TASK ITEM ->
List each line of the data that holds the word "ProfileUpdate".

DATASET EXCERPTS ->
-- Opening Marker --

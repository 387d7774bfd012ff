use axum::{
    async_trait,
    body::Bytes,
    extract::{DefaultBodyLimit, FromRequest, Multipart, Path, Request, State},
    http::{header::CONTENT_TYPE, StatusCode},
    routing::{get, put},
    Router,
};
use serde::Serialize;
use serde_json::{json, Value};
use std::path::PathBuf;

use crate::api::extract::ValidJson;
use crate::api::response::{self, Reply};
use crate::api::state::AppState;
use crate::api::uploads::{
    body_limit, file_extension, public_url, remove_upload, resolve_upload_url, save_upload,
    stored_filename, upload_dir, upload_error,
};
use crate::config::UploadConfig;
use crate::error::{ApiError, ApiResult};
use crate::model::{
    format_bytes, is_uid, now_timestamp, parse_object_id, profile_size, stamp_created,
    stamp_updated, storage_limit, storage_percentage, to_document, validate_profile_fields,
    with_storage, Document, NewUser, ID_FIELD, UID_FIELD, USERS,
};
use crate::store::{Filter, Store};

const PROFILE_IMAGE_FIELD: &str = "profileImage";
const PROFILE_DIR: &str = "profiles";
const PHOTO_FIELD: &str = "photoURL";
const IMAGE_EXTENSIONS: [&str; 4] = ["jpg", "jpeg", "png", "gif"];
const IMAGE_TYPES: [&str; 4] = ["image/jpeg", "image/jpg", "image/png", "image/gif"];

#[derive(Debug, Serialize)]
#[serde(rename_all = "camelCase")]
pub struct StorageReport {
    pub storage_used: String,
    pub storage_bytes: u64,
    pub storage_limit: String,
    pub storage_percentage: String,
    pub is_premium: bool,
}

/// A 24-hex id looks up `_id`; anything else in the UID charset looks up `firebaseUID`.
fn user_filter(raw: &str) -> ApiResult<Filter> {
    if let Some(id) = parse_object_id(raw) {
        Ok(Filter::id(id))
    } else if is_uid(raw) {
        Ok(Filter::eq(UID_FIELD, raw))
    } else {
        Err(ApiError::invalid_id())
    }
}

#[derive(Debug)]
pub struct ProfileImage {
    pub original_name: String,
    pub content_type: String,
    pub bytes: Bytes,
}

impl ProfileImage {
    fn check(&self, max_file_size: usize) -> ApiResult<()> {
        let extension_ok = file_extension(&self.original_name)
            .map_or(false, |ext| IMAGE_EXTENSIONS.contains(&ext.as_str()));
        if !extension_ok || !IMAGE_TYPES.contains(&self.content_type.as_str()) {
            return Err(ApiError::bad_request("Images only (jpg, png, gif)"));
        }
        if self.bytes.len() > max_file_size {
            return Err(ApiError::bad_request("File too large"));
        }
        Ok(())
    }
}

/// Profile edit body: plain JSON, or multipart form fields with an optional `profileImage`.
#[derive(Debug)]
pub struct ProfileUpdate {
    pub fields: Document,
    pub image: Option<ProfileImage>,
}

/// Form fields arrive as text; `privacy` carries a JSON object.
fn form_value(name: &str, text: String) -> ApiResult<Value> {
    if name == "privacy" {
        return match serde_json::from_str::<Value>(&text) {
            Ok(value @ Value::Object(_)) => Ok(value),
            _ => Err(ApiError::bad_request("Privacy must be a JSON object")),
        };
    }
    Ok(Value::String(text))
}

#[async_trait]
impl<S> FromRequest<S> for ProfileUpdate
where
    S: Send + Sync,
{
    type Rejection = ApiError;

    async fn from_request(req: Request, state: &S) -> Result<Self, Self::Rejection> {
        let is_multipart = req
            .headers()
            .get(CONTENT_TYPE)
            .and_then(|value| value.to_str().ok())
            .map_or(false, |value| value.starts_with("multipart/form-data"));
        if !is_multipart {
            let ValidJson(fields) = ValidJson::<Document>::from_request(req, state).await?;
            return Ok(ProfileUpdate { fields, image: None });
        }

        let mut multipart = Multipart::from_request(req, state)
            .await
            .map_err(|rejection| ApiError::bad_request(rejection.body_text()))?;
        let mut update = ProfileUpdate {
            fields: Document::new(),
            image: None,
        };
        while let Some(field) = multipart.next_field().await.map_err(upload_error)? {
            let Some(name) = field.name().map(str::to_string) else {
                continue;
            };
            if name == PROFILE_IMAGE_FIELD {
                update.image = Some(ProfileImage {
                    original_name: field.file_name().unwrap_or(PROFILE_IMAGE_FIELD).to_string(),
                    content_type: field
                        .content_type()
                        .unwrap_or("application/octet-stream")
                        .to_string(),
                    bytes: field.bytes().await.map_err(upload_error)?,
                });
            } else {
                let text = field.text().await.map_err(upload_error)?;
                let value = form_value(&name, text)?;
                update.fields.insert(name, value);
            }
        }
        Ok(update)
    }
}

fn user_not_found() -> ApiError {
    ApiError::not_found("User not found")
}

async fn find_user<S: Store>(store: &S, filter: &Filter) -> ApiResult<Document> {
    store
        .find_one(USERS, filter)
        .await?
        .ok_or_else(user_not_found)
}

/// Size of an uploaded profile photo; external or unreadable photos count as zero.
async fn photo_size(uploads: &UploadConfig, user: &Document) -> u64 {
    let Some(path) = user
        .get(PHOTO_FIELD)
        .and_then(Value::as_str)
        .and_then(|url| resolve_upload_url(uploads, url))
    else {
        return 0;
    };
    match tokio::fs::metadata(&path).await {
        Ok(meta) => meta.len(),
        Err(e) => {
            log::warn!("Failed to read profile image {}: {}", path.display(), e);
            0
        }
    }
}

/// Measure the stored profile plus its photo and persist the figure. Returns the byte count.
async fn refresh_storage<S: Store>(
    store: &S,
    uploads: &UploadConfig,
    filter: &Filter,
    user: &Document,
) -> ApiResult<u64> {
    let bytes = profile_size(user) + photo_size(uploads, user).await;
    let mut fields = Document::new();
    fields.insert("storageUsed".to_string(), json!(bytes));
    fields.insert("lastStorageUpdate".to_string(), json!(now_timestamp()));
    store.update_one(USERS, filter, fields).await?;
    Ok(bytes)
}

pub async fn list_users<S: Store + 'static>(
    State(state): State<AppState<S>>,
) -> ApiResult<Reply<Vec<Document>>> {
    let users = state.store.find(USERS, &Filter::All).await?;
    Ok(response::list(users))
}

pub async fn get_user<S: Store + 'static>(
    State(state): State<AppState<S>>,
    Path(id): Path<String>,
) -> ApiResult<Reply<Document>> {
    let filter = user_filter(&id)?;
    let user = find_user(state.store.as_ref(), &filter).await?;
    let bytes = refresh_storage(state.store.as_ref(), &state.config.uploads, &filter, &user).await?;
    Ok(response::data(with_storage(user, bytes)))
}

pub async fn get_storage<S: Store + 'static>(
    State(state): State<AppState<S>>,
    Path(id): Path<String>,
) -> ApiResult<Reply<StorageReport>> {
    let filter = user_filter(&id)?;
    let user = find_user(state.store.as_ref(), &filter).await?;
    let bytes = refresh_storage(state.store.as_ref(), &state.config.uploads, &filter, &user).await?;

    let is_premium = user.get("premium").and_then(|v| v.as_bool()).unwrap_or(false);
    let limit = storage_limit(is_premium);
    Ok(response::data(StorageReport {
        storage_used: format_bytes(bytes),
        storage_bytes: bytes,
        storage_limit: format_bytes(limit),
        storage_percentage: storage_percentage(bytes, limit),
        is_premium,
    }))
}

pub async fn create_user<S: Store + 'static>(
    State(state): State<AppState<S>>,
    ValidJson(body): ValidJson<NewUser>,
) -> ApiResult<(StatusCode, Reply<Document>)> {
    let errors = body.validate();
    if !errors.is_empty() {
        return Err(ApiError::Validation(errors));
    }
    let profile = body.into_profile();

    let existing = state
        .store
        .count(USERS, &Filter::eq(UID_FIELD, profile.firebase_uid.as_str()))
        .await?;
    if existing > 0 {
        return Err(ApiError::bad_request(
            "User with this Firebase UID already exists",
        ));
    }

    let mut doc = to_document(&profile)?;
    stamp_created(&mut doc);
    let stored = state.store.insert_one(USERS, doc).await?;
    log::info!("Created user {}", profile.firebase_uid);
    Ok(response::created("User created successfully", stored))
}

pub async fn update_user<S: Store + 'static>(
    State(state): State<AppState<S>>,
    Path(id): Path<String>,
    update: ProfileUpdate,
) -> ApiResult<Reply<Document>> {
    let filter = user_filter(&id)?;
    let ProfileUpdate { mut fields, image } = update;
    let errors = validate_profile_fields(&fields);
    if !errors.is_empty() {
        return Err(ApiError::Validation(errors));
    }
    fields.remove(ID_FIELD);

    let uploads = &state.config.uploads;
    let saved: Option<PathBuf> = match image {
        Some(image) => {
            image.check(uploads.max_file_size)?;
            let filename = stored_filename("profile", &image.original_name);
            let dir = upload_dir(uploads, PROFILE_DIR);
            let path = save_upload(&dir, &filename, &image.bytes).await?;
            fields.insert(
                PHOTO_FIELD.to_string(),
                json!(public_url(PROFILE_DIR, &filename)),
            );
            Some(path)
        }
        None => None,
    };

    let outcome = match state.store.update_one(USERS, &filter, fields).await {
        Ok(outcome) if outcome.matched > 0 => outcome,
        failed => {
            if let Some(path) = &saved {
                remove_upload(path).await;
            }
            return Err(match failed {
                Ok(_) => user_not_found(),
                Err(e) => e.into(),
            });
        }
    };
    // Only a real change moves updatedAt.
    if outcome.modified > 0 {
        let mut stamp = Document::new();
        stamp_updated(&mut stamp);
        state.store.update_one(USERS, &filter, stamp).await?;
    }

    let user = find_user(state.store.as_ref(), &filter).await?;
    let bytes = refresh_storage(state.store.as_ref(), &state.config.uploads, &filter, &user).await?;
    let message = if outcome.modified == 0 {
        "No changes made to user profile"
    } else {
        "User profile updated successfully"
    };
    Ok(response::with_message(message, with_storage(user, bytes)))
}

pub async fn delete_user<S: Store + 'static>(
    State(state): State<AppState<S>>,
    Path(id): Path<String>,
) -> ApiResult<Reply<()>> {
    let filter = user_filter(&id)?;
    if !state.store.delete_one(USERS, &filter).await? {
        return Err(user_not_found());
    }
    Ok(response::message("User deleted successfully"))
}

pub fn router<S: Store + 'static>(uploads: &UploadConfig) -> Router<AppState<S>> {
    Router::new()
        .route("/", get(list_users::<S>).post(create_user::<S>))
        .route(
            "/:id",
            put(update_user::<S>)
                .layer(DefaultBodyLimit::max(body_limit(uploads)))
                .get(get_user::<S>)
                .delete(delete_user::<S>),
        )
        .route("/:id/storage", get(get_storage::<S>))
}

-- Closing Marker --

REPLY ->
pub struct ProfileUpdate {
impl<S> FromRequest<S> for ProfileUpdate
            return Ok(ProfileUpdate { fields, image: None });
        let mut update = ProfileUpdate {
    update: ProfileUpdate,
    let ProfileUpdate { mut fields, image } = update;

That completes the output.